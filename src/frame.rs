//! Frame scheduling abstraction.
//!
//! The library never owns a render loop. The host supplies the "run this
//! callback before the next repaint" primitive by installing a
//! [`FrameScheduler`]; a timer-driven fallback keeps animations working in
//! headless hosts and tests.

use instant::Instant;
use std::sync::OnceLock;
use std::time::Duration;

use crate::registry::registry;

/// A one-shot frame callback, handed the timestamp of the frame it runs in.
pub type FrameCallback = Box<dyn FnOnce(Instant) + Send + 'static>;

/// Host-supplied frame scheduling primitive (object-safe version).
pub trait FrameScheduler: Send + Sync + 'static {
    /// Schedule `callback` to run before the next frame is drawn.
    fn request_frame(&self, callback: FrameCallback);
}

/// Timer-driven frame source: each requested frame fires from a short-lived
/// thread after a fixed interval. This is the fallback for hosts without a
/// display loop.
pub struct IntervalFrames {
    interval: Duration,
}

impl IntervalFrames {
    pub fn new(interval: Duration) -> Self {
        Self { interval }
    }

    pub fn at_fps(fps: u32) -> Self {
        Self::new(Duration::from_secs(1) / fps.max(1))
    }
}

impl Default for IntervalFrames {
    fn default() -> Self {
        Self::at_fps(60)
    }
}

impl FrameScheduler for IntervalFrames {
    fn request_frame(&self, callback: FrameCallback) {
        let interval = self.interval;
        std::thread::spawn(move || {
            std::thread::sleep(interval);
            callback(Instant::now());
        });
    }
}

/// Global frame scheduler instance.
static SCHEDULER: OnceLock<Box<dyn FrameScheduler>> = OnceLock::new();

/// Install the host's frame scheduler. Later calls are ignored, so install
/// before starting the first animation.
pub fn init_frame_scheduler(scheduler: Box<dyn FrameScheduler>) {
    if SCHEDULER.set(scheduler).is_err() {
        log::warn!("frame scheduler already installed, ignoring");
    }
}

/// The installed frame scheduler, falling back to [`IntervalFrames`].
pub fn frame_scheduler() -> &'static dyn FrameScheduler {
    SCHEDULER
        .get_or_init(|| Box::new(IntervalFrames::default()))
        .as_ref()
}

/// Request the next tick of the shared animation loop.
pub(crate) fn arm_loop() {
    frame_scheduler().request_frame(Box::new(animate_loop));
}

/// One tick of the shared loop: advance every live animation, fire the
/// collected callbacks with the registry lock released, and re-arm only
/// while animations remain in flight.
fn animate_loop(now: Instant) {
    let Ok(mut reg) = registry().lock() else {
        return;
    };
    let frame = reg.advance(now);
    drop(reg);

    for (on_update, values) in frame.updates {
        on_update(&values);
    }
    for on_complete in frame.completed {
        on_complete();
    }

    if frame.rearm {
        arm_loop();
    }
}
——————————
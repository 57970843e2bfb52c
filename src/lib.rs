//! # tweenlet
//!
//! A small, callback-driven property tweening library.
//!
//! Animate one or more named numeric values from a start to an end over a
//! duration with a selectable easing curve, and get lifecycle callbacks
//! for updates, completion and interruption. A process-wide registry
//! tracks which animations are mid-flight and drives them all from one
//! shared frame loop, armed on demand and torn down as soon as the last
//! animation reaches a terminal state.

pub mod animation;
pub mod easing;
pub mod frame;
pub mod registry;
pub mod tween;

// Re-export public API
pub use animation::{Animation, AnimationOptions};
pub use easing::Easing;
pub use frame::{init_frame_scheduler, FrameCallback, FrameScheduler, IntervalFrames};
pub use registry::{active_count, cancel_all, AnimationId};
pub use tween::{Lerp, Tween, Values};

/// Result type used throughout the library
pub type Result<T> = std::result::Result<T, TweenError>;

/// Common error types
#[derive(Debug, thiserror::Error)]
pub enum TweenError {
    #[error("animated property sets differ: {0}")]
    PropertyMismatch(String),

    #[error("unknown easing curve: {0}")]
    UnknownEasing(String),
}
——————————
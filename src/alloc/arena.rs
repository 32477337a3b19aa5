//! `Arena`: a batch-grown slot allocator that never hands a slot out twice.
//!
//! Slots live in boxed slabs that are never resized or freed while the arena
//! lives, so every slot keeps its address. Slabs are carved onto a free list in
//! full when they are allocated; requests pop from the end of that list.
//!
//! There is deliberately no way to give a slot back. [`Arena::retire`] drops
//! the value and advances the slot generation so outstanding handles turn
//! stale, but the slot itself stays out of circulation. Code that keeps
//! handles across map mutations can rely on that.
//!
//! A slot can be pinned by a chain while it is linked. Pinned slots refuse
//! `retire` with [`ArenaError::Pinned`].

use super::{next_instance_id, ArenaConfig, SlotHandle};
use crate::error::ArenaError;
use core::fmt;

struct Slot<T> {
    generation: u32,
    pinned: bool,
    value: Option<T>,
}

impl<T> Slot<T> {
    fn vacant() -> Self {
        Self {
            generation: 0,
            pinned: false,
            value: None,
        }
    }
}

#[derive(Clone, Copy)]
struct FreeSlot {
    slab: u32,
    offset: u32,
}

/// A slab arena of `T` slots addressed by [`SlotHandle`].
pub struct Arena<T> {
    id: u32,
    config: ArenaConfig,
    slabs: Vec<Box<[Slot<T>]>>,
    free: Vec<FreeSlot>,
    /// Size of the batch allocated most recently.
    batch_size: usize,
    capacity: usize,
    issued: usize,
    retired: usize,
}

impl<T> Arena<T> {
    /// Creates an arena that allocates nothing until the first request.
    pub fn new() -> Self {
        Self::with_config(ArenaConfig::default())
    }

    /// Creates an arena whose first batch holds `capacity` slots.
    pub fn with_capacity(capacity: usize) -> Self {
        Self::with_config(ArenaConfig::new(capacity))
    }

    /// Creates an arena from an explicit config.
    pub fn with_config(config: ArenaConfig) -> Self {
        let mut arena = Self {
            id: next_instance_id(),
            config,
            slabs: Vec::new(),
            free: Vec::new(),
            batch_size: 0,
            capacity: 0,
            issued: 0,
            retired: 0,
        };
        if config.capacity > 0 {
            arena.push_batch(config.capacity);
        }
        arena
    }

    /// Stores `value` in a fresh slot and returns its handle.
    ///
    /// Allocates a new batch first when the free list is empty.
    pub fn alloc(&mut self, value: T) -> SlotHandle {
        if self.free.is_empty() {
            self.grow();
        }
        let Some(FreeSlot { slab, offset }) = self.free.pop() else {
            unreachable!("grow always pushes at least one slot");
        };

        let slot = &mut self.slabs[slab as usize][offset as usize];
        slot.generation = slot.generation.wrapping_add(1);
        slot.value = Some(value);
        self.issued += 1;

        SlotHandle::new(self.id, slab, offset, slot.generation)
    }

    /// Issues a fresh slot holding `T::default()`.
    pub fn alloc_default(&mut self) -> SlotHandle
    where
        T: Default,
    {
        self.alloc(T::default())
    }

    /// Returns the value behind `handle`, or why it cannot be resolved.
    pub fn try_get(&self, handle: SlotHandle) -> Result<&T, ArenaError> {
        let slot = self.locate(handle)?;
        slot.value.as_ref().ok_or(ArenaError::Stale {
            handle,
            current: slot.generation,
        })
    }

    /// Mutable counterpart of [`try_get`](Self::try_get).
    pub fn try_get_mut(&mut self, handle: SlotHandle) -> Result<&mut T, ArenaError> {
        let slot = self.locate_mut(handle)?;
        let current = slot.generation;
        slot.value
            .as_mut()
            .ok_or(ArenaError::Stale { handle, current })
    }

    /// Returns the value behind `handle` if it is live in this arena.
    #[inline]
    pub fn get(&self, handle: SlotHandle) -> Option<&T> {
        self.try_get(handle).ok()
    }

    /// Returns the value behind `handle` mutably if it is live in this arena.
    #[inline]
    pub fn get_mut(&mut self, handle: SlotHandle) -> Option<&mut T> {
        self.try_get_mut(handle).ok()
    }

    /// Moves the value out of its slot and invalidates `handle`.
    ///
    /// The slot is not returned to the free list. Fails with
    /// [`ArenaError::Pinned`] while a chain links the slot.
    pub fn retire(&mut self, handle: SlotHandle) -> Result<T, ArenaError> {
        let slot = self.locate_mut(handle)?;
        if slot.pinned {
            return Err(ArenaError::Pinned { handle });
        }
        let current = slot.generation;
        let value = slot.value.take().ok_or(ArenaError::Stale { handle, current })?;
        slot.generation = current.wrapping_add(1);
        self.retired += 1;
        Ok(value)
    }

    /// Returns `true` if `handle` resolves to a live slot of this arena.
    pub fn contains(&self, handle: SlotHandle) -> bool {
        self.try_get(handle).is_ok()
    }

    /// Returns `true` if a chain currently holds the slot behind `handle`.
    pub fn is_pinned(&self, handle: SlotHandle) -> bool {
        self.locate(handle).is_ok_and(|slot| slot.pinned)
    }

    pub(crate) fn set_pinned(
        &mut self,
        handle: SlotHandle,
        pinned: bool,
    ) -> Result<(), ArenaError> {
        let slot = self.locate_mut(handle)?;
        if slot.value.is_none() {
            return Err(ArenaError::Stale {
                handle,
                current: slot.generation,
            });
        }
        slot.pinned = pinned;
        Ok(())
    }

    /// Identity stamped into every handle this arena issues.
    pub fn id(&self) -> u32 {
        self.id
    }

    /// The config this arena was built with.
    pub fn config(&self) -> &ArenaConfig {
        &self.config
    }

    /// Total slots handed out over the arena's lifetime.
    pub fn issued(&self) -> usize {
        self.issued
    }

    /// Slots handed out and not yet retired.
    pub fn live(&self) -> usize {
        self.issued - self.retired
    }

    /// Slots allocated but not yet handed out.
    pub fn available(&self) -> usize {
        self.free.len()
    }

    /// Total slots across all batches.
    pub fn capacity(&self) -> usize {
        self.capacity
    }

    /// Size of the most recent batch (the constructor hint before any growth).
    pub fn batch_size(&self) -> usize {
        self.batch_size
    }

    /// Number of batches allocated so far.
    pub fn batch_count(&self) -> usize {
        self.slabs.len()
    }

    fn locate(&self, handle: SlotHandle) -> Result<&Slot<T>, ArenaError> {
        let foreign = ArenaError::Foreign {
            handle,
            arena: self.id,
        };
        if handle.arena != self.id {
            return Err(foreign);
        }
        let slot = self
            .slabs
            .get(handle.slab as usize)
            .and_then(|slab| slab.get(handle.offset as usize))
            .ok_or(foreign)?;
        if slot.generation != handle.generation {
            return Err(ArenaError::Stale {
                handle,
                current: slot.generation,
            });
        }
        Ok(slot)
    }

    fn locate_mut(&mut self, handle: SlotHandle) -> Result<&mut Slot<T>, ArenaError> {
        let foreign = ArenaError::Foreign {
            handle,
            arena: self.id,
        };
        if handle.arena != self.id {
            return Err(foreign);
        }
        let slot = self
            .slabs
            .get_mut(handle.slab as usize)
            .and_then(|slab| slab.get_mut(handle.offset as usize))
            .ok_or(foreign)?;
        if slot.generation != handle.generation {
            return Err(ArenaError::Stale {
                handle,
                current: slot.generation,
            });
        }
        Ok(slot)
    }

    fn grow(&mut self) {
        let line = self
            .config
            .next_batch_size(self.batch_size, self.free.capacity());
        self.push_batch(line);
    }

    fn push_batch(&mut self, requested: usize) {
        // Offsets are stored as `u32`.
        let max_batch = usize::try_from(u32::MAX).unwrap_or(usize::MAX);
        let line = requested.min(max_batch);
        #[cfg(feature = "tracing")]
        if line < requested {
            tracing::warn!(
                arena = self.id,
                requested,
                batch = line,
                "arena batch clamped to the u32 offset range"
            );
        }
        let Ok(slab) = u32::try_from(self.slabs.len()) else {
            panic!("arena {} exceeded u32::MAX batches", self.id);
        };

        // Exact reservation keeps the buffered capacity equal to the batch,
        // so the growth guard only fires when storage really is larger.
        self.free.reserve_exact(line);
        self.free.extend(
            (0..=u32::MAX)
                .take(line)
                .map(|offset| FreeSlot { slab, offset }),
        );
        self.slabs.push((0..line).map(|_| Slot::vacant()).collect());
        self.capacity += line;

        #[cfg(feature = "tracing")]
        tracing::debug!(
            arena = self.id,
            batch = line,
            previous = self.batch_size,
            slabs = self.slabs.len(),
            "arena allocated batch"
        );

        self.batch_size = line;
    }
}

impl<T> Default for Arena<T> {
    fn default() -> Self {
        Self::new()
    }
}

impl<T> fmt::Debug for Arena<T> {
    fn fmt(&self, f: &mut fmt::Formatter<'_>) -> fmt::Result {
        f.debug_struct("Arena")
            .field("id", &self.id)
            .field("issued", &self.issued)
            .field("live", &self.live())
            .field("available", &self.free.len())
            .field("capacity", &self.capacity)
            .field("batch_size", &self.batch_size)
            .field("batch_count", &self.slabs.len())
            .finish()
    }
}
——————————
# PROBLEM DETAILS:
Pull every line containing "Creates" out of the data above.

# WORKED SOLUTION:
    /// Creates an arena that allocates nothing until the first request.
    /// Creates an arena whose first batch holds `capacity` slots.
    /// Creates an arena from an explicit config.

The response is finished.